(Collected data entries)
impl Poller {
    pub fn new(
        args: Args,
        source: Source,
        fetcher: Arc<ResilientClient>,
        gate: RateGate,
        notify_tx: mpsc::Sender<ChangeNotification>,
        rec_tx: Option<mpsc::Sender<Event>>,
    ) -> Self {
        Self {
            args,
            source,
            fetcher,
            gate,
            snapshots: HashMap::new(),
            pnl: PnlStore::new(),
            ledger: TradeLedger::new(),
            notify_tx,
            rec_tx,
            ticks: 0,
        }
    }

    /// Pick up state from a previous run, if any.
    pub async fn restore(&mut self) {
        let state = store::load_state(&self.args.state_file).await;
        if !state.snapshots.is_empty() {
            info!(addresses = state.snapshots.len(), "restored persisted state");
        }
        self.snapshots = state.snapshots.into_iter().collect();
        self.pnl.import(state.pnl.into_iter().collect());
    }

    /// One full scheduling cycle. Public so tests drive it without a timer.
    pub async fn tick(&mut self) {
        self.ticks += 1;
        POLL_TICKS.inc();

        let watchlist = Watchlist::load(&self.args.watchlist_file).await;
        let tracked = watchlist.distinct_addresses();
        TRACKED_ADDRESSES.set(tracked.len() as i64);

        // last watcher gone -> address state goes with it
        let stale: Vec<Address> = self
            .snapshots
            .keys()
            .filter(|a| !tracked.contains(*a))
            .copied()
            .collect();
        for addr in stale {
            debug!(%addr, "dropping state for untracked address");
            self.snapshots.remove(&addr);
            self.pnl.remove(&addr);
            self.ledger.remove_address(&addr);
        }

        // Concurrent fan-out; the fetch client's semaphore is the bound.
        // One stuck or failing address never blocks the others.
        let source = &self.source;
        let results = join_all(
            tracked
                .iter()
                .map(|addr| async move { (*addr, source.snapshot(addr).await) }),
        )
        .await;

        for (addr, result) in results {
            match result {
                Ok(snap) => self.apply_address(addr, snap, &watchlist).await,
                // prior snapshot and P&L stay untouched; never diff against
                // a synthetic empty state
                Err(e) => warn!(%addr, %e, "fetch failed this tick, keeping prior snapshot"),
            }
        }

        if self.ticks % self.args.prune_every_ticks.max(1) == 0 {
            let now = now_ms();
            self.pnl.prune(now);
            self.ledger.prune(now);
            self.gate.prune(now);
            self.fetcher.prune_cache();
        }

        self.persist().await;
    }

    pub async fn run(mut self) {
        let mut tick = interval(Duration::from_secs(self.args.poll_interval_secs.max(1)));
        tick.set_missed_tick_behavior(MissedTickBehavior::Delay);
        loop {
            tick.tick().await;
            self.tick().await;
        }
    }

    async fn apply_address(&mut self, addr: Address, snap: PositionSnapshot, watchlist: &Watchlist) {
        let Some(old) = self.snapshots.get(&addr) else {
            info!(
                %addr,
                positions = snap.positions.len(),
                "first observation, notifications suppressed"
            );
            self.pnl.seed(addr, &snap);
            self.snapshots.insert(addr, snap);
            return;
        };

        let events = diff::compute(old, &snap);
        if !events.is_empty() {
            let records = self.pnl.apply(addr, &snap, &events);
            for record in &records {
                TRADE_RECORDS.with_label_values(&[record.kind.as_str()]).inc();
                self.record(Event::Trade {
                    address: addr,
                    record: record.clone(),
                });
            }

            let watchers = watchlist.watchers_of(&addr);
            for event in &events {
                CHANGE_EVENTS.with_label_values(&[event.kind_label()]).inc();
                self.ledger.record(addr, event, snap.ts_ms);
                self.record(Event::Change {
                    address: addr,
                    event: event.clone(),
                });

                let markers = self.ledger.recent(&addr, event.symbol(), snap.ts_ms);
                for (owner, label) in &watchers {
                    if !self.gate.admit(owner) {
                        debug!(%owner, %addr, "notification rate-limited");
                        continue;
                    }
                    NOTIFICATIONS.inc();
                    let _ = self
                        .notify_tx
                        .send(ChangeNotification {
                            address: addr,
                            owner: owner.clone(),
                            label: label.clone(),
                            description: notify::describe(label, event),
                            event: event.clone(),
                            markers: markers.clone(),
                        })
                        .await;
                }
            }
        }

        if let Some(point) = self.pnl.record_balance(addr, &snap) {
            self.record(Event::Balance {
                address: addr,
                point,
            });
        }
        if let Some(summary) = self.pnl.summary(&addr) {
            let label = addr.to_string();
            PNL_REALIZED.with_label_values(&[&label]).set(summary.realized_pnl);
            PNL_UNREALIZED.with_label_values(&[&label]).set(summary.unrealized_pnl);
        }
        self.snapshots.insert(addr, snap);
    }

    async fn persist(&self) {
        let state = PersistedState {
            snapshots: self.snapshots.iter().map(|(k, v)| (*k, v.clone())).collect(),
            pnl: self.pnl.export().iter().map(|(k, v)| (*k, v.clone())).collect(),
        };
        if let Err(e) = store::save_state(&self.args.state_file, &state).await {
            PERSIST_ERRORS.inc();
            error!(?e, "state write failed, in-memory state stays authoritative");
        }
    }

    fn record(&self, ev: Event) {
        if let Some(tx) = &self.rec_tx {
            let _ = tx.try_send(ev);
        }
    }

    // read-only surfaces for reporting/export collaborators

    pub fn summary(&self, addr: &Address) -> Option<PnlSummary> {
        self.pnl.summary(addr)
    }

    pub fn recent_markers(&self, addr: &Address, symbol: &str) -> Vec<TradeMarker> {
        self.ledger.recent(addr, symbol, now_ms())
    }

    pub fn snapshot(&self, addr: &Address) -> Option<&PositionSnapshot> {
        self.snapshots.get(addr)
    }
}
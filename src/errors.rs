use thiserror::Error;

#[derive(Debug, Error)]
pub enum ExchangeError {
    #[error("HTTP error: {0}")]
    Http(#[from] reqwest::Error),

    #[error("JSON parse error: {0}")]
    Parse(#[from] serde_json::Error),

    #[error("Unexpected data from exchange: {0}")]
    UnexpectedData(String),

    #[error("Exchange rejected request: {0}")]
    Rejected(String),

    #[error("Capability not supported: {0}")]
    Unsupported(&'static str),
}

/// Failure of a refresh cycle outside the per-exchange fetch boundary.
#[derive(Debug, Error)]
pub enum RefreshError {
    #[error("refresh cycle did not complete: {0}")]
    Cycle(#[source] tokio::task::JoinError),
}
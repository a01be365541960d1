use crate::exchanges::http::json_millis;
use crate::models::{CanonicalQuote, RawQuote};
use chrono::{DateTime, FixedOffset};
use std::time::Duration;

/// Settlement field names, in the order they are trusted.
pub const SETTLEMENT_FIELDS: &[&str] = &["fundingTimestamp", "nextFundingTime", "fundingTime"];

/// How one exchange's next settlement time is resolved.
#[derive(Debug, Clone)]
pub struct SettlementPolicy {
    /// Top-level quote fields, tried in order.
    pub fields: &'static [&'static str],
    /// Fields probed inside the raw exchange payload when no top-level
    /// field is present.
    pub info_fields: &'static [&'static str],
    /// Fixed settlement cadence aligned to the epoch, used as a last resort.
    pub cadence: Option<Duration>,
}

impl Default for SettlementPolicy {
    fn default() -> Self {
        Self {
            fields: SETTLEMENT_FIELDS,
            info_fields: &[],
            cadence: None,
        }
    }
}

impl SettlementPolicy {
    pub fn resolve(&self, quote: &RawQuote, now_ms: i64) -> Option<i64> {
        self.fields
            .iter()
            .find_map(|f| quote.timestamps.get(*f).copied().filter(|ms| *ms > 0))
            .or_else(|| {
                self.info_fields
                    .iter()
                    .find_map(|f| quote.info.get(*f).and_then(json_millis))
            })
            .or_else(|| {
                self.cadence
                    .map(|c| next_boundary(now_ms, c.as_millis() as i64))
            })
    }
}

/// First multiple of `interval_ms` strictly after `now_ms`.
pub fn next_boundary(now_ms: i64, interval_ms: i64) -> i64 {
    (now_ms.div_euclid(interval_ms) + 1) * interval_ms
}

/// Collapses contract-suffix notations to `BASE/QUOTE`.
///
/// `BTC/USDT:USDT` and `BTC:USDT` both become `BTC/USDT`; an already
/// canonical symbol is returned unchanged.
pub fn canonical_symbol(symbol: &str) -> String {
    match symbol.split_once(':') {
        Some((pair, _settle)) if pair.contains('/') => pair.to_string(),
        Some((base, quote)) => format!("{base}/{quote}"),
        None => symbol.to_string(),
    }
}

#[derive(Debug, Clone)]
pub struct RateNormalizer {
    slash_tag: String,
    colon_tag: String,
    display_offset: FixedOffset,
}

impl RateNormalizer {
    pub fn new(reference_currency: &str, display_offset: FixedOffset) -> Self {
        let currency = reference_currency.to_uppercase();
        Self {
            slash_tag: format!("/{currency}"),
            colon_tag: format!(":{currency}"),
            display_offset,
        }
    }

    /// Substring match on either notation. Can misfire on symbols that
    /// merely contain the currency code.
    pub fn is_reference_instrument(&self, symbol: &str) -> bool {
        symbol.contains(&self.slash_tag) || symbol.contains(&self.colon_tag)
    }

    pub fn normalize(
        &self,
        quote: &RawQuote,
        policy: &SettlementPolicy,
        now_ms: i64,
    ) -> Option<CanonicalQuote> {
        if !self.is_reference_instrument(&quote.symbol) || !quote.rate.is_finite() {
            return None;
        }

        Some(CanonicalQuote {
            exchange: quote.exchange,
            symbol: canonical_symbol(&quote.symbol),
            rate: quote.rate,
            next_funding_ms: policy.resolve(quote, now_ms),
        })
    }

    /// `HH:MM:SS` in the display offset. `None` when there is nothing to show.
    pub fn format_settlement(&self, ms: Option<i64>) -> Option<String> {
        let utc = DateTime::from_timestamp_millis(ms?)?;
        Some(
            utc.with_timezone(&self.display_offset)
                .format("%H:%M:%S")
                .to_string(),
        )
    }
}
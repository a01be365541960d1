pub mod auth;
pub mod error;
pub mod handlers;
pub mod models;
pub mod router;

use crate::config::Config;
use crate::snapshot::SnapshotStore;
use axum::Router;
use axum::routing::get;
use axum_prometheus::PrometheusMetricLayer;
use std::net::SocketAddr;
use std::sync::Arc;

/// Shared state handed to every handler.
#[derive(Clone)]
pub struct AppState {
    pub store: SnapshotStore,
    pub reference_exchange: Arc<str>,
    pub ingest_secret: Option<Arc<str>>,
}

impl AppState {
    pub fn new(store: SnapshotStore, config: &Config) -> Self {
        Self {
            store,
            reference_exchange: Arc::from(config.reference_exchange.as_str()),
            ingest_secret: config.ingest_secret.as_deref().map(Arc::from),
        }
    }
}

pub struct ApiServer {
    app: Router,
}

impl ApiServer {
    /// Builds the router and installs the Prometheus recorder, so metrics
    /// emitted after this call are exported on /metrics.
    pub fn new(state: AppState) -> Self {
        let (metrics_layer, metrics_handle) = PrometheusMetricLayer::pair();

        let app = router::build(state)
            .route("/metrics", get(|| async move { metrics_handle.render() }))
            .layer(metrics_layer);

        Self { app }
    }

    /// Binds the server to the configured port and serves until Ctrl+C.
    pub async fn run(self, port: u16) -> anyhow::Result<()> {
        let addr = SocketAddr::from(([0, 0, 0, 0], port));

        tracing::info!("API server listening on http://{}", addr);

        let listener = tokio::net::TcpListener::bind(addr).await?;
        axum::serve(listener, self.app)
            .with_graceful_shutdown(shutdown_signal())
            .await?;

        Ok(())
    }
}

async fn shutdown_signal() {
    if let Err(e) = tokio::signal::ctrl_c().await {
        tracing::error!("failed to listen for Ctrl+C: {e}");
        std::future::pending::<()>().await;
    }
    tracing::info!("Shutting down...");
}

§ **Exercise**
The lines holding the word "tokio" are the answer. Pull them out of the records and copy them.

§ **Exercise answer**
    Cycle(#[source] tokio::task::JoinError),
        let listener = tokio::net::TcpListener::bind(addr).await?;
    if let Err(e) = tokio::signal::ctrl_c().await {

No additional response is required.